With the all-but certain Republican nominee wrapping up his six-day trip to key US allies Britain, Israel and Poland marked by a series of controversial comments and missteps, his campaign was all too eager to embrace the domestic agenda anew.
Romney arrived back in the United States late Tuesday and will waste no time reintroducing himself to American voters. He makes at least two campaign stops in Colorado on Thursday as part of a swing out west.
Then beginning around August 10, according to his campaign, Romney will take to the road on a bus tour -- his second in as many months -- across multiple battleground states seen as critical to the election.

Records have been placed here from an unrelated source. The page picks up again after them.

//! Event dispatcher integration tests.
//!
//! Feeds raw before/after voice state changes through the dispatcher and
//! checks both the classification and its effect on sessions and pending
//! deletions.

#![allow(clippy::unwrap_used, clippy::expect_used)]

use common::types::MemberId;
use vc_service::collaborators::{CollaboratorError, NoticeTarget};
use vc_service::dispatcher::VoiceTransition;
use vc_test_utils::*;

#[tokio::test(start_paused = true)]
async fn test_mute_toggle_is_noop() {
    let harness = TestHarness::new();
    let alice = member(1, "alice");
    harness.join(&alice, ROOM_A, t(0)).await;
    let notices_before = harness.platform.notices().len();

    let transition = harness
        .dispatch(&alice, Some(ROOM_A), Some(ROOM_A), t(10))
        .await;

    assert_eq!(transition, VoiceTransition::NoOp);
    assert_eq!(harness.platform.notices().len(), notices_before);
    let snapshot = harness.controller.get_session(ROOM_A, t(10)).await.unwrap();
    assert!(snapshot.participant(MemberId(1)).unwrap().connected);
}

#[tokio::test(start_paused = true)]
async fn test_move_between_sessions_ends_one_and_starts_other() {
    let harness = TestHarness::new();
    let alice = member(1, "alice");
    harness.join(&alice, ROOM_A, t(0)).await;

    let transition = harness.join(&alice, ROOM_B, t(60)).await;

    assert_eq!(
        transition,
        VoiceTransition::Moved {
            from: ROOM_A,
            to: ROOM_B
        }
    );
    let record = harness.history.records().pop().unwrap();
    assert_eq!(record.room_id, ROOM_A);
    assert_eq!(record.participants.get(&MemberId(1)).unwrap().total_seconds, 60);

    let snapshot = harness.controller.get_session(ROOM_B, t(60)).await.unwrap();
    assert_eq!(snapshot.started_at, t(60));
    assert!(harness.scheduler.is_pending(ROOM_A).await);
    assert!(!harness.scheduler.is_pending(ROOM_B).await);
}

#[tokio::test(start_paused = true)]
async fn test_move_to_unmanaged_room_is_a_leave() {
    let harness = TestHarness::new();
    let alice = member(1, "alice");
    harness.join(&alice, ROOM_A, t(0)).await;

    let transition = harness.join(&alice, UNMANAGED_ROOM, t(30)).await;

    assert_eq!(transition, VoiceTransition::Left { room: ROOM_A });
    assert_eq!(harness.history.records().len(), 1);
    assert!(harness.scheduler.is_pending(ROOM_A).await);
}

#[tokio::test(start_paused = true)]
async fn test_move_from_unmanaged_room_is_an_enter() {
    let harness = TestHarness::new();
    let alice = member(1, "alice");
    harness.join(&alice, UNMANAGED_ROOM, t(0)).await;

    let transition = harness.join(&alice, ROOM_A, t(30)).await;

    assert_eq!(transition, VoiceTransition::Entered { room: ROOM_A });
    assert!(harness.controller.get_session(ROOM_A, t(30)).await.is_ok());
}

#[tokio::test(start_paused = true)]
async fn test_moving_to_base_leaves_managed_room() {
    let harness = TestHarness::new();
    let alice = member(1, "alice");
    harness.join(&alice, ROOM_B, t(0)).await;

    let transition = harness.join(&alice, BASE_ROOM, t(30)).await;

    assert_eq!(
        transition,
        VoiceTransition::EnteredBase {
            left: Some(ROOM_B)
        }
    );
    // ROOM_B session ended, alice was sent on to her existing personal room
    assert_eq!(harness.history.records().pop().unwrap().room_id, ROOM_B);
    assert_eq!(harness.platform.room_of(alice.id), Some(ROOM_A));
    assert!(harness.scheduler.is_pending(ROOM_B).await);
}

#[tokio::test(start_paused = true)]
async fn test_entering_cancels_pending_deletion() {
    let harness = TestHarness::new();
    assert!(harness.scheduler.schedule(ROOM_B).await);

    harness.join(&member(2, "bob"), ROOM_B, t(0)).await;

    assert!(!harness.scheduler.is_pending(ROOM_B).await);
}

#[tokio::test(start_paused = true)]
async fn test_partial_leave_does_not_schedule() {
    let harness = TestHarness::new();
    let alice = member(1, "alice");
    harness.join(&alice, ROOM_A, t(0)).await;
    harness.join(&member(2, "bob"), ROOM_A, t(0)).await;

    harness.leave(&alice, t(30)).await;

    assert!(!harness.scheduler.is_pending(ROOM_A).await);
    assert_eq!(
        harness.platform.notice_kinds(NoticeTarget::Room(ROOM_A)),
        vec!["join", "join", "leave"]
    );
}

#[tokio::test(start_paused = true)]
async fn test_out_of_order_leave_is_benign() {
    let harness = TestHarness::new();

    // Leave for a room the member was never seen entering
    let transition = harness
        .dispatch(&member(1, "alice"), Some(ROOM_B), None, t(0))
        .await;

    assert_eq!(transition, VoiceTransition::Left { room: ROOM_B });
    assert!(harness.controller.list_sessions(t(0)).await.unwrap().is_empty());
    // An empty managed room still gets cleaned up
    assert!(harness.scheduler.is_pending(ROOM_B).await);
}

#[tokio::test(start_paused = true)]
async fn test_bot_movements_are_ignored() {
    let harness = TestHarness::new();
    let music = bot(9, "music");

    assert_eq!(harness.join(&music, ROOM_A, t(0)).await, VoiceTransition::NoOp);
    assert_eq!(harness.leave(&music, t(10)).await, VoiceTransition::NoOp);
    assert_eq!(harness.scheduler.pending_count().await, 0);
    assert!(harness.platform.notices().is_empty());
}

#[tokio::test(start_paused = true)]
async fn test_disconnect_from_deleted_team_room_closes_presence() {
    let harness = TestHarness::new();
    let alice = member(1, "alice");
    let bob = member(2, "bob");
    harness.join(&alice, ROOM_A, t(0)).await;
    harness.join(&bob, ROOM_A, t(0)).await;
    harness
        .controller
        .assign_team(ROOM_A, bob.id, "A", t(0))
        .await
        .unwrap();
    harness.controller.split_teams(ROOM_A, requester(1), t(5)).await.unwrap();
    let team_room = harness.platform.room_of(bob.id).unwrap();
    harness
        .dispatch(&bob, Some(ROOM_A), Some(team_room), t(10))
        .await;

    // Team room vanishes (gathered while bob's move back failed)
    harness.platform.fail(
        MockOperation::MoveMember,
        CollaboratorError::Rejected("missing permissions".into()),
    );
    harness
        .controller
        .gather_teams(ROOM_A, requester(1), t(60))
        .await
        .unwrap();
    assert!(!harness.platform.has_room(team_room));
    harness.platform.clear_failures();

    let transition = harness.dispatch(&bob, Some(team_room), None, t(100)).await;
    assert_eq!(transition, VoiceTransition::Left { room: team_room });

    let snapshot = harness.controller.get_session(ROOM_A, t(200)).await.unwrap();
    let record = snapshot.participant(bob.id).unwrap();
    assert!(!record.connected);
    assert_eq!(record.total_seconds, 100);
}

And with speculation building about his choice for vice president in his crunch battle against President Barack Obama, Romney's road trip is looking like an opportunity to showcase a running mate in the weeks before the Republican convention, when Romney is to be officially crowned the nominee.
Sources familiar with the plans described to CNN a four-day bus tour through prime media markets in Virginia, North Carolina and Florida, and said prominent Republicans and campaign surrogates would join Romney at each of the stops.
"Sounds like VP week," CNN quoted a Republican familiar with the schedule but who did not want to be identified discussing campaign plans.
"Hitting the big markets in the big states. It just makes sense."
A Romney campaign official would not confirm locations or stops on the tour as details had yet to be finalized.
But the campaign was eager to fuel VP speculation, announcing the rollout of a new smartphone app that they say will deliver the first official confirmation of Romney's running mate.
Yet critics instead were honing in on Romney's sojourn overseas, a trip relentlessly savaged by Obama's re-election campaign even as Romney held talks with several national leaders.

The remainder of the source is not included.